[Saved entries]
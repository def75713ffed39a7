//! Handler for affiliate link redirects.

use axum::{
    extract::{Query, State, rejection::QueryRejection},
    http::{StatusCode, header},
    response::IntoResponse,
};

use crate::api::dto::track::RedirectQuery;
use crate::api::extract::ClientContext;
use crate::error::AppError;
use crate::state::AppState;

/// Cookie carrying the tracking id of the last redirect.
pub const TRACKING_COOKIE: &str = "affiliate-tracking";

/// Records a click and redirects the reader to the partner's application page.
///
/// # Endpoint
///
/// `GET /api/affiliate/redirect?p={partnerId}&pr={productId}&utm_source=...`
///
/// # Response
///
/// `302 Found` with `Location` set to the product URL plus `trackingId`, and
/// the tracking cookie:
///
/// ```text
/// Set-Cookie: affiliate-tracking=<id>; Path=/; Max-Age=2592000; HttpOnly; SameSite=Lax; Secure
/// ```
///
/// # Errors
///
/// Any tracking failure is returned as the mapped error. The reader is never
/// redirected to a destination that was not verified.
pub async fn redirect_handler(
    State(state): State<AppState>,
    ClientContext(client): ClientContext,
    query: Result<Query<RedirectQuery>, QueryRejection>,
) -> Result<impl IntoResponse, AppError> {
    let Query(query) = query?;

    let target = state
        .tracking_service
        .process_redirect(query.into_input(client))
        .await?;

    let cookie = tracking_cookie(
        &target.tracking_id,
        state.attribution_window.num_seconds(),
        state.cookie_secure,
    );

    Ok((
        StatusCode::FOUND,
        [
            (header::LOCATION, target.redirect_url),
            (header::SET_COOKIE, cookie),
        ],
    ))
}

/// Formats the `Set-Cookie` value for a tracking id.
pub fn tracking_cookie(tracking_id: &str, max_age_secs: i64, secure: bool) -> String {
    let mut cookie = format!(
        "{TRACKING_COOKIE}={tracking_id}; Path=/; Max-Age={max_age_secs}; HttpOnly; SameSite=Lax"
    );
    if secure {
        cookie.push_str("; Secure");
    }
    cookie
}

**ASSIGNMENT**
Read the lines above. Gather those in which the string "ClientContext" is found.

**ANSWER**
use crate::api::extract::ClientContext;
    ClientContext(client): ClientContext,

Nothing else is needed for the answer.